University leaders and education lobby groups have previously been critical of the federal government’s stance towards international students throughout the pandemic, warning Australia would lose market share in the lucrative sector to other countries such as the UK and Canada, which moved more quickly to allow their return.

Phil Honeywood, chief executive of the International Education Association of Australia, said the beleaguered sector was happy with any incentives it could get after a tough two years, but the combination of later border openings, lack of flights and Omicron hesitancy were hampering enrolments for semester one.

“Questions are also being asked by students as to whether this change of policy is just motivated by the need to backfill Australia’s labour force rather than genuine support for student welfare,” Mr Honeywood said.

Certain classes of visa holders, including overseas students, skilled workers, and working holidaymakers, have been permitted to enter Australia without an exemption since December, providing they are fully vaccinated. At the urging of employer groups, the federal government has already relaxed rules around the working requirements of student visa holders so that they can work more than 20 hours per week.

Supermarkets are among the businesses grappling with supply chain issues with workforce shortages ranging from 20 to 50 per cent due to COVID-19 infections, prompting a relaxation last week in the isolation requirements for workers in critical industries who are close household contacts of a COVID-19 case.

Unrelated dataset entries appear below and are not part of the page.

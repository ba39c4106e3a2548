//! Entry point for callers: validates a request, runs admission and hands the
//! resulting operations to the batcher.

use crate::admission::{RateLimitMetrics, RateLimiter};
use crate::batcher::{BatchError, BatchResult, BatchStatus, Batcher, FlushedBatch};
use crate::db::{self, Pool};
use crate::model::{Operation, OperationKind};
use crate::upstream::{QueryOptions, RecordUpdate};
use serde_json::{Map, Value};
use std::sync::Arc;
use thiserror::Error;
use tracing::{instrument, warn};

/// Items accepted by one submit call.
pub const MAX_ITEMS_PER_CALL: usize = 10;

#[derive(Debug, Error)]
pub enum GatewayError {
    #[error("rate limit exceeded for base {base_id}, retry after {retry_after_secs}s")]
    RateLimited {
        base_id: String,
        retry_after_secs: u64,
    },
    #[error("invalid request: {0}")]
    InvalidRequest(String),
    #[error("base {0} not found or inactive")]
    BaseUnavailable(String),
    #[error(transparent)]
    Batch(#[from] BatchError),
    #[error("base lookup failed: {0:#}")]
    Database(#[from] anyhow::Error),
}

pub struct RecordGateway {
    pool: Pool,
    limiter: RateLimiter,
    batcher: Arc<Batcher>,
}

impl RecordGateway {
    pub fn new(pool: Pool, limiter: RateLimiter, batcher: Arc<Batcher>) -> Self {
        Self {
            pool,
            limiter,
            batcher,
        }
    }

    pub fn limiter(&self) -> &RateLimiter {
        &self.limiter
    }

    async fn admit(&self, base_id: &str, count: usize) -> Result<(), GatewayError> {
        if count == 0 || count > MAX_ITEMS_PER_CALL {
            return Err(GatewayError::InvalidRequest(format!(
                "expected 1 to {} items, got {}",
                MAX_ITEMS_PER_CALL, count
            )));
        }
        match db::get_base(&self.pool, base_id).await? {
            Some(base) if base.is_active => {}
            _ => return Err(GatewayError::BaseUnavailable(base_id.to_string())),
        }
        if !self.limiter.acquire(base_id).await {
            let retry_after_secs = self.limiter.retry_after().as_secs();
            warn!(base_id, retry_after_secs, "request denied by rate limiter");
            return Err(GatewayError::RateLimited {
                base_id: base_id.to_string(),
                retry_after_secs,
            });
        }
        Ok(())
    }

    #[instrument(skip_all, fields(base_id = %base_id, resource_id = %resource_id))]
    pub async fn submit_creates(
        &self,
        base_id: &str,
        resource_id: &str,
        items: Vec<Map<String, Value>>,
    ) -> Result<BatchResult, GatewayError> {
        self.admit(base_id, items.len()).await?;
        let ops = items
            .into_iter()
            .map(|fields| Operation::create(base_id, resource_id, fields))
            .collect();
        Ok(self.batcher.enqueue_many(ops).await?)
    }

    #[instrument(skip_all, fields(base_id = %base_id, resource_id = %resource_id))]
    pub async fn submit_updates(
        &self,
        base_id: &str,
        resource_id: &str,
        items: Vec<RecordUpdate>,
    ) -> Result<BatchResult, GatewayError> {
        if let Some(bad) = items.iter().find(|u| u.id.trim().is_empty()) {
            return Err(GatewayError::InvalidRequest(format!(
                "update without record id: {:?}",
                bad.fields
            )));
        }
        self.admit(base_id, items.len()).await?;
        let ops = items
            .into_iter()
            .map(|u| Operation::update(base_id, resource_id, &u.id, u.fields))
            .collect();
        Ok(self.batcher.enqueue_many(ops).await?)
    }

    #[instrument(skip_all, fields(base_id = %base_id, resource_id = %resource_id))]
    pub async fn submit_deletes(
        &self,
        base_id: &str,
        resource_id: &str,
        record_ids: Vec<String>,
    ) -> Result<BatchResult, GatewayError> {
        if record_ids.iter().any(|id| id.trim().is_empty()) {
            return Err(GatewayError::InvalidRequest("empty record id".into()));
        }
        self.admit(base_id, record_ids.len()).await?;
        let ops = record_ids
            .iter()
            .map(|id| Operation::delete(base_id, resource_id, id))
            .collect();
        Ok(self.batcher.enqueue_many(ops).await?)
    }

    #[instrument(skip_all, fields(base_id = %base_id, resource_id = %resource_id))]
    pub async fn submit_query(
        &self,
        base_id: &str,
        resource_id: &str,
        options: QueryOptions,
    ) -> Result<BatchResult, GatewayError> {
        self.admit(base_id, 1).await?;
        let data = serde_json::to_value(&options).map_err(BatchError::Codec)?;
        let op = Operation::new(OperationKind::Query, base_id, resource_id).with_data(data);
        Ok(self.batcher.enqueue_many(vec![op]).await?)
    }

    pub async fn flush_batch(
        &self,
        base_id: &str,
        resource_id: &str,
        kind: OperationKind,
    ) -> Result<Option<FlushedBatch>, GatewayError> {
        Ok(self.batcher.flush(base_id, resource_id, kind).await?)
    }

    pub async fn batch_status(
        &self,
        base_id: &str,
        resource_id: &str,
        kind: OperationKind,
    ) -> Result<BatchStatus, GatewayError> {
        Ok(self.batcher.batch_status(base_id, resource_id, kind).await?)
    }

    pub async fn metrics(&self, base_id: &str) -> RateLimitMetrics {
        self.limiter.metrics(base_id).await
    }
}
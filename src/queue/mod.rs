//! Durable job queue backed by the `jobs` table, with a fixed worker pool per
//! job type and a supervisor that turns worker events into per-job outcomes.

use crate::db::{self, JobCounts, NewJob, Pool};
use crate::model::{now_ms, BackoffKind, Job, JobType};
use async_trait::async_trait;
use serde_json::Value;
use std::collections::HashMap;
use std::fmt;
use std::sync::atomic::{AtomicBool, Ordering};
use std::sync::{Arc, Mutex, MutexGuard, PoisonError};
use std::time::Duration;
use thiserror::Error;
use tokio::sync::{mpsc, oneshot, watch};
use tokio::task::JoinHandle;
use tracing::{debug, error, info, warn};
use uuid::Uuid;

pub mod handlers;
pub mod worker;

pub use worker::{process_next_job, JobEvent, JobOutcome};

#[derive(Debug, Clone, PartialEq, Eq)]
pub struct QueueSettings {
    /// Workers per registered job type.
    pub concurrency: usize,
    pub max_attempts: i32,
    /// Base delay of the default exponential backoff.
    pub backoff: Duration,
    /// Idle sleep between polls when no job is due.
    pub poll_interval: Duration,
}

impl Default for QueueSettings {
    fn default() -> Self {
        Self {
            concurrency: 5,
            max_attempts: 3,
            backoff: Duration::from_millis(2000),
            poll_interval: Duration::from_millis(250),
        }
    }
}

#[derive(Debug, Clone, Copy, PartialEq, Eq)]
pub enum Backoff {
    Exponential(Duration),
    Fixed(Duration),
}

/// Per-submission overrides; unset fields fall back to [`QueueSettings`].
#[derive(Debug, Clone, Default, PartialEq, Eq)]
pub struct JobOptions {
    pub priority: Option<i32>,
    pub delay: Duration,
    pub max_attempts: Option<i32>,
    pub backoff: Option<Backoff>,
}

#[derive(Debug, Error)]
pub enum QueueError {
    #[error("queue database error: {0:#}")]
    Database(#[from] anyhow::Error),
    #[error("job payload codec error: {0}")]
    Codec(#[from] serde_json::Error),
    #[error("queue is closed")]
    Closed,
    #[error("job {0} not found")]
    NotFound(String),
}

#[async_trait]
pub trait JobHandler: Send + Sync {
    async fn handle(&self, job: &Job) -> anyhow::Result<Value>;
}

/// The narrow surface producers need; lets the batcher stay independent of
/// the worker pool.
#[async_trait]
pub trait JobSubmitter: Send + Sync {
    async fn submit(
        &self,
        job_type: JobType,
        base_id: &str,
        data: Value,
        options: JobOptions,
    ) -> Result<Job, QueueError>;
}

type Waiters = Arc<Mutex<HashMap<String, Vec<oneshot::Sender<JobOutcome>>>>>;

fn lock_waiters(waiters: &Waiters) -> MutexGuard<'_, HashMap<String, Vec<oneshot::Sender<JobOutcome>>>> {
    waiters.lock().unwrap_or_else(PoisonError::into_inner)
}

/// Drop senders whose receiver is gone, and ids left without any.
fn prune_closed(waiters: &mut HashMap<String, Vec<oneshot::Sender<JobOutcome>>>) {
    waiters.retain(|_, slot| {
        slot.retain(|tx| !tx.is_closed());
        !slot.is_empty()
    });
}

pub struct QueueManager {
    pool: Pool,
    settings: QueueSettings,
    handlers: HashMap<JobType, Arc<dyn JobHandler>>,
    paused: watch::Sender<bool>,
    shutdown: watch::Sender<bool>,
    events_tx: Mutex<Option<mpsc::UnboundedSender<JobEvent>>>,
    events_rx: Mutex<Option<mpsc::UnboundedReceiver<JobEvent>>>,
    waiters: Waiters,
    workers: tokio::sync::Mutex<Vec<JoinHandle<()>>>,
    supervisor: tokio::sync::Mutex<Option<JoinHandle<()>>>,
    closed: AtomicBool,
}

impl fmt::Debug for QueueManager {
    fn fmt(&self, f: &mut fmt::Formatter<'_>) -> fmt::Result {
        f.debug_struct("QueueManager")
            .field("settings", &self.settings)
            .field("job_types", &self.handlers.keys().collect::<Vec<_>>())
            .finish_non_exhaustive()
    }
}

impl QueueManager {
    pub fn new(pool: Pool, settings: QueueSettings) -> Self {
        let (events_tx, events_rx) = mpsc::unbounded_channel();
        Self {
            pool,
            settings,
            handlers: HashMap::new(),
            paused: watch::channel(false).0,
            shutdown: watch::channel(false).0,
            events_tx: Mutex::new(Some(events_tx)),
            events_rx: Mutex::new(Some(events_rx)),
            waiters: Arc::new(Mutex::new(HashMap::new())),
            workers: tokio::sync::Mutex::new(Vec::new()),
            supervisor: tokio::sync::Mutex::new(None),
            closed: AtomicBool::new(false),
        }
    }

    /// Register the handler that workers of `job_type` dispatch to.
    pub fn register(mut self, job_type: JobType, handler: Arc<dyn JobHandler>) -> Self {
        self.handlers.insert(job_type, handler);
        self
    }

    pub fn settings(&self) -> &QueueSettings {
        &self.settings
    }

    /// Spawn the supervisor and `concurrency` workers per registered type.
    /// Calling it again is a no-op.
    pub async fn start(&self) -> Result<(), QueueError> {
        if self.closed.load(Ordering::SeqCst) {
            return Err(QueueError::Closed);
        }
        let Some(mut events_rx) = self
            .events_rx
            .lock()
            .unwrap_or_else(PoisonError::into_inner)
            .take()
        else {
            return Ok(());
        };
        let Some(events_tx) = self
            .events_tx
            .lock()
            .unwrap_or_else(PoisonError::into_inner)
            .clone()
        else {
            return Err(QueueError::Closed);
        };

        let waiters = self.waiters.clone();
        *self.supervisor.lock().await = Some(tokio::spawn(async move {
            while let Some(event) = events_rx.recv().await {
                supervise(&waiters, event);
            }
            debug!("queue supervisor stopped");
        }));

        let mut workers = self.workers.lock().await;
        for (&job_type, handler) in &self.handlers {
            for slot in 0..self.settings.concurrency {
                workers.push(tokio::spawn(run_worker(
                    self.pool.clone(),
                    job_type,
                    slot,
                    handler.clone(),
                    events_tx.clone(),
                    self.paused.subscribe(),
                    self.shutdown.subscribe(),
                    self.settings.poll_interval,
                )));
            }
        }
        info!(
            job_types = self.handlers.len(),
            concurrency = self.settings.concurrency,
            "queue workers started"
        );
        Ok(())
    }

    pub fn pause_all(&self) {
        self.paused.send_replace(true);
        info!("queue paused");
    }

    pub fn resume_all(&self) {
        self.paused.send_replace(false);
        info!("queue resumed");
    }

    pub fn is_paused(&self) -> bool {
        *self.paused.borrow()
    }

    /// Stop accepting jobs, let in-flight jobs finish, then stop every worker
    /// and the supervisor. Pending jobs stay in the table for the next start.
    pub async fn close(&self) {
        if self.closed.swap(true, Ordering::SeqCst) {
            return;
        }
        self.shutdown.send_replace(true);

        let workers: Vec<_> = self.workers.lock().await.drain(..).collect();
        for res in futures::future::join_all(workers).await {
            if let Err(err) = res {
                warn!(error = ?err, "queue worker ended abnormally");
            }
        }

        self.events_tx
            .lock()
            .unwrap_or_else(PoisonError::into_inner)
            .take();
        if let Some(supervisor) = self.supervisor.lock().await.take() {
            let _ = supervisor.await;
        }
        // Whoever still waits gets `Closed`.
        lock_waiters(&self.waiters).clear();
        info!("queue closed");
    }

    pub async fn job_status(&self, job_id: &str) -> Result<Option<Job>, QueueError> {
        Ok(db::get_job(&self.pool, job_id).await?)
    }

    pub async fn queue_stats(&self) -> Result<JobCounts, QueueError> {
        Ok(db::count_jobs_by_status(&self.pool, now_ms()).await?)
    }

    /// Resolve once `job_id` reaches a terminal state.
    pub async fn wait_for(&self, job_id: &str) -> Result<JobOutcome, QueueError> {
        let (tx, rx) = oneshot::channel();
        {
            let mut waiters = lock_waiters(&self.waiters);
            prune_closed(&mut waiters);
            waiters.entry(job_id.to_string()).or_default().push(tx);
        }

        // The job may already have finished before we registered.
        let answered = match db::get_job(&self.pool, job_id).await {
            Err(err) => Some(Err(QueueError::from(err))),
            Ok(None) => Some(Err(QueueError::NotFound(job_id.to_string()))),
            Ok(Some(job)) => match JobOutcome::from_job(&job) {
                Some(outcome) => Some(Ok(outcome)),
                None if self.closed.load(Ordering::SeqCst) => Some(Err(QueueError::Closed)),
                None => None,
            },
        };
        if let Some(res) = answered {
            drop(rx);
            prune_closed(&mut lock_waiters(&self.waiters));
            return res;
        }
        rx.await.map_err(|_| QueueError::Closed)
    }

    /// Callers currently blocked in `wait_for`.
    pub fn pending_waiters(&self) -> usize {
        lock_waiters(&self.waiters)
            .values()
            .flatten()
            .filter(|tx| !tx.is_closed())
            .count()
    }

    /// Return jobs left in `processing` for longer than `older_than` (their
    /// worker died) to `pending`.
    pub async fn requeue_stale(&self, older_than: Duration) -> Result<u64, QueueError> {
        let now = now_ms();
        let moved =
            db::requeue_stale_jobs(&self.pool, now - older_than.as_millis() as i64, now).await?;
        if moved > 0 {
            warn!(moved, "stale jobs returned to pending");
        }
        Ok(moved)
    }
}

#[async_trait]
impl JobSubmitter for QueueManager {
    async fn submit(
        &self,
        job_type: JobType,
        base_id: &str,
        data: Value,
        options: JobOptions,
    ) -> Result<Job, QueueError> {
        if self.closed.load(Ordering::SeqCst) {
            return Err(QueueError::Closed);
        }
        let (backoff_kind, backoff) = match options
            .backoff
            .unwrap_or(Backoff::Exponential(self.settings.backoff))
        {
            Backoff::Exponential(d) => (BackoffKind::Exponential, d),
            Backoff::Fixed(d) => (BackoffKind::Fixed, d),
        };
        let now = now_ms();
        let new_job = NewJob {
            id: Uuid::new_v4().to_string(),
            base_id: base_id.to_string(),
            job_type,
            priority: options.priority.unwrap_or(0),
            data,
            max_attempts: options
                .max_attempts
                .unwrap_or(self.settings.max_attempts)
                .max(1),
            backoff_kind,
            backoff_ms: backoff.as_millis() as i64,
            scheduled_at_ms: now + options.delay.as_millis() as i64,
        };
        let job = db::insert_job(&self.pool, &new_job, now).await?;
        debug!(job_id = %job.id, job_type = %job_type, base_id, priority = job.priority, "job submitted");
        Ok(job)
    }
}

fn supervise(waiters: &Waiters, event: JobEvent) {
    match &event.outcome {
        JobOutcome::Completed(_) => debug!(job_id = %event.job_id, job_type = %event.job_type, "job finished"),
        JobOutcome::Failed { error, attempts } => error!(
            job_id = %event.job_id,
            job_type = %event.job_type,
            base_id = %event.base_id,
            attempts,
            error = %error,
            "job failed permanently"
        ),
    }
    if let Some(senders) = lock_waiters(waiters).remove(&event.job_id) {
        for tx in senders {
            let _ = tx.send(event.outcome.clone());
        }
    }
}

#[allow(clippy::too_many_arguments)]
async fn run_worker(
    pool: Pool,
    job_type: JobType,
    slot: usize,
    handler: Arc<dyn JobHandler>,
    events: mpsc::UnboundedSender<JobEvent>,
    mut paused: watch::Receiver<bool>,
    mut shutdown: watch::Receiver<bool>,
    poll_interval: Duration,
) {
    debug!(job_type = %job_type, slot, "worker started");
    loop {
        if *shutdown.borrow() {
            break;
        }
        if *paused.borrow() {
            tokio::select! {
                res = paused.changed() => if res.is_err() { break },
                _ = shutdown.changed() => {}
            }
            continue;
        }

        let idle = match process_next_job(&pool, job_type, handler.as_ref(), &events).await {
            Ok(true) => None,
            Ok(false) => Some(poll_interval),
            Err(err) => {
                error!(job_type = %job_type, error = ?err, "queue worker error");
                Some(Duration::from_secs(1))
            }
        };
        if let Some(idle) = idle {
            tokio::select! {
                _ = tokio::time::sleep(idle) => {}
                res = shutdown.changed() => if res.is_err() { break },
            }
        }
    }
    debug!(job_type = %job_type, slot, "worker stopped");
}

Mr Morrison said Tourism Australia would be given $3 million to support a marketing campaign aimed at enticing backpackers to the country, which he said had been slower to return than international students.

“My message to them is: come on down,” Mr Morrison said. “We want you to come to Australia and enjoy a holiday here in Australia, move all the way around the country, and the same time join our workforce and help us in our agricultural sector, in our hospitality sector, and so many of the other parts of the economy that rely on that labour,” Mr Morrison said.

“If they turn up within the next 12 weeks, they will get their visa application fee rebated by the Department of Home Affairs. ”

Treasurer Josh Frydenberg said the rebate scheme was expected to cost $55 million and described it as putting out a “welcome mat” to 175,000 students and working holidaymakers.